> Task material:

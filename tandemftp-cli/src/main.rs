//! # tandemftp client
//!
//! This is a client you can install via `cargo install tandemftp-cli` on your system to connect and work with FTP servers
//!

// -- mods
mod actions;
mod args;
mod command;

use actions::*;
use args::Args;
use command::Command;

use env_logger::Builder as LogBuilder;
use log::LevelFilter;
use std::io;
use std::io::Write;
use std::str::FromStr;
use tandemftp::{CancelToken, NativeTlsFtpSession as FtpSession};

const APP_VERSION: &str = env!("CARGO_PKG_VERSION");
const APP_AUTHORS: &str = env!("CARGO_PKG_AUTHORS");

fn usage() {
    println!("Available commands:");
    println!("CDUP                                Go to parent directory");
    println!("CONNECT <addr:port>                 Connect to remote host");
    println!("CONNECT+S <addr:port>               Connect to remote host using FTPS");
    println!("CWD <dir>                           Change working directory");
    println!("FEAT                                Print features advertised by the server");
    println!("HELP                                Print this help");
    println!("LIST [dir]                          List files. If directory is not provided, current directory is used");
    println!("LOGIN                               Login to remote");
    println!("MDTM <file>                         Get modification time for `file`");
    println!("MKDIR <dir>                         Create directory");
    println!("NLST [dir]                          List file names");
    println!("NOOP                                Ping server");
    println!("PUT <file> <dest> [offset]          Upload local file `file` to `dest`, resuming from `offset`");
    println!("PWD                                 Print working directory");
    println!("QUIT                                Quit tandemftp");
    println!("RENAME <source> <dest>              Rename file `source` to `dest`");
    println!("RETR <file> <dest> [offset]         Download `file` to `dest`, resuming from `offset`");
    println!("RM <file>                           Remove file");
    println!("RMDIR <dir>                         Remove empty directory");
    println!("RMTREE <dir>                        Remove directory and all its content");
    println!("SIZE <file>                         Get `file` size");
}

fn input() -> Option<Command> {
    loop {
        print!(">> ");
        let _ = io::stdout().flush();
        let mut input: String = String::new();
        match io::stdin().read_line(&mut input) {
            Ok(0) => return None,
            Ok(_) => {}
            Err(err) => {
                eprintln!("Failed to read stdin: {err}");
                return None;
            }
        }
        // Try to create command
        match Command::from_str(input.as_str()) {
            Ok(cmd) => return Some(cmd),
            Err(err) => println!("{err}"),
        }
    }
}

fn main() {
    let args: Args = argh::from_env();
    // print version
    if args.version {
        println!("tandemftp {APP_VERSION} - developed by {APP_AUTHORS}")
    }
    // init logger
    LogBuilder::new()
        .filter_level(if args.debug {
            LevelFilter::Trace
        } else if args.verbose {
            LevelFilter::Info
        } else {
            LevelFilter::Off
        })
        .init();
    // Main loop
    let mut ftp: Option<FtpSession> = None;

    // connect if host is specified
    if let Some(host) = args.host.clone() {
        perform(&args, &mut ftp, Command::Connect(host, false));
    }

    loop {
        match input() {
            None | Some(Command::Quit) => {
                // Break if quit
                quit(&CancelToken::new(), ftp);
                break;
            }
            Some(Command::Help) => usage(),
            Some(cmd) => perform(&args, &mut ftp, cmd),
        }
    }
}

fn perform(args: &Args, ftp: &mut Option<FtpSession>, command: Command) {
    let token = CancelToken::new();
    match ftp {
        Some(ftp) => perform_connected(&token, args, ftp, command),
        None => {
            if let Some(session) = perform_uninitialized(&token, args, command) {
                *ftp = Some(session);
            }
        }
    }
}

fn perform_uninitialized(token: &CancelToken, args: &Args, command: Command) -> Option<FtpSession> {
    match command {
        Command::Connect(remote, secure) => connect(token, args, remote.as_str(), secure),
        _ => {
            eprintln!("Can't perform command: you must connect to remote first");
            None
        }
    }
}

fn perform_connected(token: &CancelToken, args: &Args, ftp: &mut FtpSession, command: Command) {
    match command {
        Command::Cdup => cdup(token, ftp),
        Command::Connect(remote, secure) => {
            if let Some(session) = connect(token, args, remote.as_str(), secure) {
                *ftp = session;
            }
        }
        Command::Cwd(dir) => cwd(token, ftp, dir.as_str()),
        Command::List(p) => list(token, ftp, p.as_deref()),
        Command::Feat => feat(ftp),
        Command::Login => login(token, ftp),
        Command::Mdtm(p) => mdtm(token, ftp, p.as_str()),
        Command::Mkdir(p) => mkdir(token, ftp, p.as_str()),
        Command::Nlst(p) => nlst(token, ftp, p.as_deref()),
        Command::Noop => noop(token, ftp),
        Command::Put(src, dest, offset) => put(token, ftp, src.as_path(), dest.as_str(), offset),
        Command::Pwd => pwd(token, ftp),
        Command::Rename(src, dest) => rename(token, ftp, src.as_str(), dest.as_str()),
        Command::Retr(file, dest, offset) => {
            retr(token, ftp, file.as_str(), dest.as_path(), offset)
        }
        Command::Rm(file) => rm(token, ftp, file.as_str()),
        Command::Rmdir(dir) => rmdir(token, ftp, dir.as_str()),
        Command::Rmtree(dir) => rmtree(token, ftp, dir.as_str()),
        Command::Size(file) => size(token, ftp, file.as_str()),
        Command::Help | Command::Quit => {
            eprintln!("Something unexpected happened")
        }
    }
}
...
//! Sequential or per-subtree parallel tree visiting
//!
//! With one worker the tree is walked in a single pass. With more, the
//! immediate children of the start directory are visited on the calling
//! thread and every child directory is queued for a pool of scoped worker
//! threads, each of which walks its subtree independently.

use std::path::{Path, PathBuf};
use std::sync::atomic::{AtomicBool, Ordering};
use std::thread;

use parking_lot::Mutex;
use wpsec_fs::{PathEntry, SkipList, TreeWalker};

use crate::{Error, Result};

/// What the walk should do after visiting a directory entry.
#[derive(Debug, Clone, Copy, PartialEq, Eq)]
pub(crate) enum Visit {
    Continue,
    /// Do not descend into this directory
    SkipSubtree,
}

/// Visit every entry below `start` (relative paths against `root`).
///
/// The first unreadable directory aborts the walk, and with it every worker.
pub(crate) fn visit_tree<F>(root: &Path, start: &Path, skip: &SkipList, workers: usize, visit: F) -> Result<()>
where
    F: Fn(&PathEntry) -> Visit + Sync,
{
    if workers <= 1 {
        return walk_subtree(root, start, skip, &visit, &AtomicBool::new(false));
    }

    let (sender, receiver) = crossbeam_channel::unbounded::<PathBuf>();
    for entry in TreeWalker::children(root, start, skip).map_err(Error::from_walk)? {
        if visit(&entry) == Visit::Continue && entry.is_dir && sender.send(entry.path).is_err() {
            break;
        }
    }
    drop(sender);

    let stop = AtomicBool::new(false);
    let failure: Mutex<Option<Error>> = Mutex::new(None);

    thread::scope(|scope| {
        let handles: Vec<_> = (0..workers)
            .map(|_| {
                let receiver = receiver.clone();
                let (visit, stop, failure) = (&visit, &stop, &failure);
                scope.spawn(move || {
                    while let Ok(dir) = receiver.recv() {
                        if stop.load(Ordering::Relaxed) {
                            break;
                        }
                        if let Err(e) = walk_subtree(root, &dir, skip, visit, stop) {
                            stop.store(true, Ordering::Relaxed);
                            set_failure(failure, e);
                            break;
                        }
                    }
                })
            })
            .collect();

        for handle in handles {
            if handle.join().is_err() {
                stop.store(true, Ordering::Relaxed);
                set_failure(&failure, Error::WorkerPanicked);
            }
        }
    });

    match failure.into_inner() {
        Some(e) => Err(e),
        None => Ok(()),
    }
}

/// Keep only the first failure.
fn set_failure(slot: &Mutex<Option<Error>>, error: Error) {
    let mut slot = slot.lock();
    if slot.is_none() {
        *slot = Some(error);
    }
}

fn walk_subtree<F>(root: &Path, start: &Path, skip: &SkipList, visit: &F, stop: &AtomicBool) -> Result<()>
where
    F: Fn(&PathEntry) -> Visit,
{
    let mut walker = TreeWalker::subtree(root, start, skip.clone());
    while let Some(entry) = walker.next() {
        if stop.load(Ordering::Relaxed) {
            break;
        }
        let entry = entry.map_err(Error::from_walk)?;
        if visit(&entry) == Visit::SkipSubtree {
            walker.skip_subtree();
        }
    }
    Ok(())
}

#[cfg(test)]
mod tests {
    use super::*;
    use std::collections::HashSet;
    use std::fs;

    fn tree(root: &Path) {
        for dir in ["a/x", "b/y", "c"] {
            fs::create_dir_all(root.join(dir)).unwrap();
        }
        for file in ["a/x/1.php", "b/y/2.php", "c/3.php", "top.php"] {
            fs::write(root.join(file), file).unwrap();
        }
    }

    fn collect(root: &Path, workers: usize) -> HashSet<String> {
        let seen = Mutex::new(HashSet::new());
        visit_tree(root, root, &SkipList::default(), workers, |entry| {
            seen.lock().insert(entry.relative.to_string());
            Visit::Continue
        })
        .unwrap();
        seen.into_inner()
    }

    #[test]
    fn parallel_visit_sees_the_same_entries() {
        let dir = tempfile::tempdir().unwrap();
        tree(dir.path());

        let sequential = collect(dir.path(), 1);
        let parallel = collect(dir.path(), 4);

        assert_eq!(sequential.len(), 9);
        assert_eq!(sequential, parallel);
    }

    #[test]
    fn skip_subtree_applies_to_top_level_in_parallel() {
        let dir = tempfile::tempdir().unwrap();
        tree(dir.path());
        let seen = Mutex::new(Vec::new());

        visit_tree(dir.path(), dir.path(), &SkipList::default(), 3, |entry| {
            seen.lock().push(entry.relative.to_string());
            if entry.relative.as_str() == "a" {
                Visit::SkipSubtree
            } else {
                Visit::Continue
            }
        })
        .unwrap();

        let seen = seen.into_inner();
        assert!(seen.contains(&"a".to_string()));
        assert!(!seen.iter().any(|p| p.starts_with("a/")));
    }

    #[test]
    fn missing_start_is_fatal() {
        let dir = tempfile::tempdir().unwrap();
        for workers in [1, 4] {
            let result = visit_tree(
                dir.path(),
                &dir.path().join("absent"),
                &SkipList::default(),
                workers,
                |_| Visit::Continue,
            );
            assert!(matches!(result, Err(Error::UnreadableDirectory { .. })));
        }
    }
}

> Assignment:
Return each line of the listing that holds the word "FtpSession".

> Expected answer:
use tandemftp::{CancelToken, NativeTlsFtpSession as FtpSession};
    let mut ftp: Option<FtpSession> = None;
fn perform(args: &Args, ftp: &mut Option<FtpSession>, command: Command) {
fn perform_uninitialized(token: &CancelToken, args: &Args, command: Command) -> Option<FtpSession> {
fn perform_connected(token: &CancelToken, args: &Args, ftp: &mut FtpSession, command: Command) {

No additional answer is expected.